Avery nudged him lightly. “You’re staring.”

“I’m observing,” he corrected.

“Subtle.”

“Never been my brand.”

Luke’s knee brushed mine under the table. His hand rested briefly against my thigh beneath the edge of the table before retreating. A check-in. A question.

I pressed my knee against his in answer. I’m good.

Jax’s gaze flicked to us and then back to the room. He didn’t smirk. Didn’t tease. He just nodded.

Chase leaned back in his chair. “So are we pretending everything’s normal, or are we acknowledging that the entire senior class thinks we’re in a Netflix documentary?”

Theo snorted. “Focus on the power play, not the audience.”

Avery looked at me quietly. Not pushing. Just anchoring.

The day crawled. But it didn’t feel isolating. It felt contained. And that was enough.

The final bell released the building into controlled chaos.

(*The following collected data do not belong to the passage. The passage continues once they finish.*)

/// Errors found while resolving name references and kind constraints.
#[derive(Debug, Error, PartialEq)]
pub enum ConfigError {
    #[error("duplicate output name {0:?}")]
    DuplicateOutput(String),
    #[error("duplicate device name {0:?}")]
    DuplicateDevice(String),
    #[error("duplicate schedule name {0:?}")]
    DuplicateSchedule(String),
    #[error("output {output:?} references unknown device {device:?}")]
    UnknownDevice { output: String, device: String },
    #[error("output {output:?} references unknown schedule {schedule:?}")]
    UnknownSchedule { output: String, schedule: String },
    #[error("output {output:?} references unknown sequence {sequence:?}")]
    UnknownSequence { output: String, sequence: String },
    #[error("output {output:?} references unknown UPS {ups:?}")]
    UnknownUps { output: String, ups: String },
    #[error("output {output:?} references unknown probe {probe:?}")]
    UnknownProbe { output: String, probe: String },
    #[error("output {output:?} references unknown parent {parent:?}")]
    UnknownParent { output: String, parent: String },
    #[error("output {0:?} lists itself as parent")]
    SelfParent(String),
    #[error("parent links form a cycle involving {0:?}")]
    ParentCycle(String),
    #[error("output {0:?} sets both min_off_minutes and max_off_minutes")]
    OffTimerConflict(String),
    #[error("output {output:?}: {message}")]
    KindMismatch { output: String, message: String },
    #[error("output {output:?}: min_hours {min} exceeds max_hours {max}")]
    HoursInverted { output: String, min: f64, max: f64 },
    #[error("output {output:?}: bad month key {key:?} in month_targets")]
    BadMonth { output: String, key: String },
    #[error("output {output:?} in Schedule mode needs a schedule")]
    ScheduleModeWithoutSchedule { output: String },
    #[error("schedule {schedule:?} window {index}: {message}")]
    BadWindow {
        schedule: String,
        index: usize,
        message: String,
    },
    #[error("sequence {sequence:?} step {index} references unknown output {output:?}")]
    SequenceUnknownOutput {
        sequence: String,
        index: usize,
        output: String,
    },
}

/// Fully resolved configuration: the registry every component works from.
/// Name references are guaranteed to resolve and parent links form a DAG.
#[derive(Debug, Clone)]
pub struct Registry {
    pub general: GeneralConfig,
    pub files: FilesConfig,
    pub location: LocationConfig,
    pub amber: Option<AmberConfig>,
    pub website: WebsiteConfig,
    pub devices: HashMap<String, ShellyDeviceConfig>,
    pub outputs: Vec<OutputConfig>,
    pub schedules: HashMap<String, OperatingSchedule>,
    pub sequences: HashMap<String, Sequence>,
    pub ups_units: HashMap<String, UpsUnitConfig>,
    pub ups_script_timeout_secs: u64,
    pub probes: HashMap<String, ProbeConfig>,
    /// Output indices ordered parents-first.
    pub topo_order: Vec<usize>,
    /// Imported-kind outputs and their session sources.
    pub imports: Vec<ImportSource>,
}

/// Session source for one imported-kind output.
#[derive(Debug, Clone)]
pub struct ImportSource {
    pub output: String,
    pub sessions_file: PathBuf,
    pub interval_minutes: u64,
}

impl Registry {
    pub fn output(&self, name: &str) -> Option<&OutputConfig> {
        self.outputs.iter().find(|o| o.name == name)
    }
}

impl Settings {
    /// Load and validate configuration from a YAML file, overlaying
    /// `PC__`-prefixed environment variables (`PC__WEBSITE__PORT` maps to
    /// `website.port`).
    pub fn load(path: &Path) -> Result<Self> {
        warn_unknown_sections(path);

        let mut settings: Settings = Figment::new()
            .merge(Yaml::file(path))
            .merge(Env::prefixed("PC__").split("__"))
            .extract()
            .with_context(|| format!("failed to parse configuration {}", path.display()))?;

        if let Some(amber) = settings.amber_api.as_mut() {
            if amber.api_key.as_deref().map_or(true, str::is_empty) {
                amber.api_key = std::env::var("AMBER_API_KEY").ok();
            }
        }
        if settings.website.access_key.as_deref().map_or(true, str::is_empty) {
            settings.website.access_key = std::env::var("WEBAPP_ACCESS_KEY").ok();
        }

        settings
            .validate()
            .context("configuration validation failed")?;
        Ok(settings)
    }

    /// Resolve the raw model into a [`Registry`].
    pub fn resolve(self) -> Result<Registry, ConfigError> {
        let mut devices = HashMap::new();
        for d in &self.shelly_devices {
            if devices.insert(d.name.clone(), d.clone()).is_some() {
                return Err(ConfigError::DuplicateDevice(d.name.clone()));
            }
        }

        let mut schedules = HashMap::new();
        for raw in &self.operating_schedules {
            let schedule = resolve_schedule(raw)?;
            if schedules.insert(raw.name.clone(), schedule).is_some() {
                return Err(ConfigError::DuplicateSchedule(raw.name.clone()));
            }
        }

        let sequences: HashMap<String, Sequence> = self
            .output_sequences
            .iter()
            .map(|s| (s.name.clone(), s.clone()))
            .collect();

        let ups_units: HashMap<String, UpsUnitConfig> = self
            .ups_integration
            .iter()
            .flat_map(|u| u.ups.iter())
            .map(|u| (u.name.clone(), u.clone()))
            .collect();

        let probes: HashMap<String, ProbeConfig> = self
            .temp_probes
            .iter()
            .map(|p| (p.name.clone(), p.clone()))
            .collect();

        let mut seen = HashSet::new();
        let mut outputs = Vec::with_capacity(self.outputs.len());
        let mut imports = Vec::new();
        for raw in &self.outputs {
            if !seen.insert(raw.name.clone()) {
                return Err(ConfigError::DuplicateOutput(raw.name.clone()));
            }
            let resolved = resolve_output(raw, &devices, &schedules, &sequences, &ups_units, &probes)?;
            if raw.kind == OutputKind::Imported {
                if let Some(file) = &raw.sessions_file {
                    imports.push(ImportSource {
                        output: raw.name.clone(),
                        sessions_file: file.clone(),
                        interval_minutes: raw.import_interval_minutes,
                    });
                }
            }
            outputs.push(resolved);
        }

        // Parent references and cycle detection.
        for o in &outputs {
            if let Some(parent) = &o.parent {
                if parent == &o.name {
                    return Err(ConfigError::SelfParent(o.name.clone()));
                }
                if !outputs.iter().any(|p| &p.name == parent) {
                    return Err(ConfigError::UnknownParent {
                        output: o.name.clone(),
                        parent: parent.clone(),
                    });
                }
            }
        }
        let topo_order = topo_sort(&outputs)?;

        // Sequence steps may reference outputs; check once all are known.
        for seq in sequences.values() {
            for (i, step) in seq.steps.iter().enumerate() {
                if let SequenceStep::ChangeOutput { output, .. } = step {
                    if !outputs.iter().any(|o| &o.name == output) {
                        return Err(ConfigError::SequenceUnknownOutput {
                            sequence: seq.name.clone(),
                            index: i,
                            output: output.clone(),
                        });
                    }
                }
            }
        }

        let ups_script_timeout_secs = self
            .ups_integration
            .as_ref()
            .map(|u| u.script_timeout_secs)
            .unwrap_or_else(default_ups_script_timeout_secs);

        Ok(Registry {
            general: self.general,
            files: self.files,
            location: self.location,
            amber: self.amber_api,
            website: self.website,
            devices,
            outputs,
            schedules,
            sequences,
            ups_units,
            ups_script_timeout_secs,
            probes,
            topo_order,
            imports,
        })
    }
}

Students spilled into the courtyard in loose clusters, laughter too loud, relief too obvious. The late-afternoon light hit the stone façade in long shadows, gilding everything in false warmth.

I saw it before I understood it. A black sedan idled at the curb beyond the wrought-iron gates. Specifically, a black Mercedes-Benz S-Class Guard. It was a very distinct car, a tank really. Designed to be bullet proof and blast-resistant.

No one at Blackwood drove anything like that. Students slowed as they passed, curiosity threading through their expressions. A few phones appeared discreetly in hands.

My phone vibrated with a text message from Edwardo:You’ll see the car.

My pulse steadied instead of spiking. Edwardo sent a number next.

Luke followed my gaze. His posture shifted almost imperceptibly. Alert. Focused. The version of him that was built for war.

“Is that—” I began.

“Yes,” he answered quietly.

The driver’s door opened.

A man stepped out in a tailored black suit, shirt crisp, collar sharp against his throat. Sunglasses hid his eyes despite the overcast sky. He didn’t scan the area nervously. He looked once—slow, assessing—as if committing the campus to memory. He folded his hands in front of him and waited.

Then he walked toward us.

The courtyard noise didn’t stop, but it thinned.

Elise emerged from the west corridor with her usual entourage, phone already in hand. She saw the car. Saw the man walking with purpose. Her steps slowed—not enough for anyone but someone watching her closely to notice.

The man stopped a respectful distance in front of us.

“Ms. Callahan.”

He didn’t raise his voice. He didn’t need to.

Several nearby conversations faltered.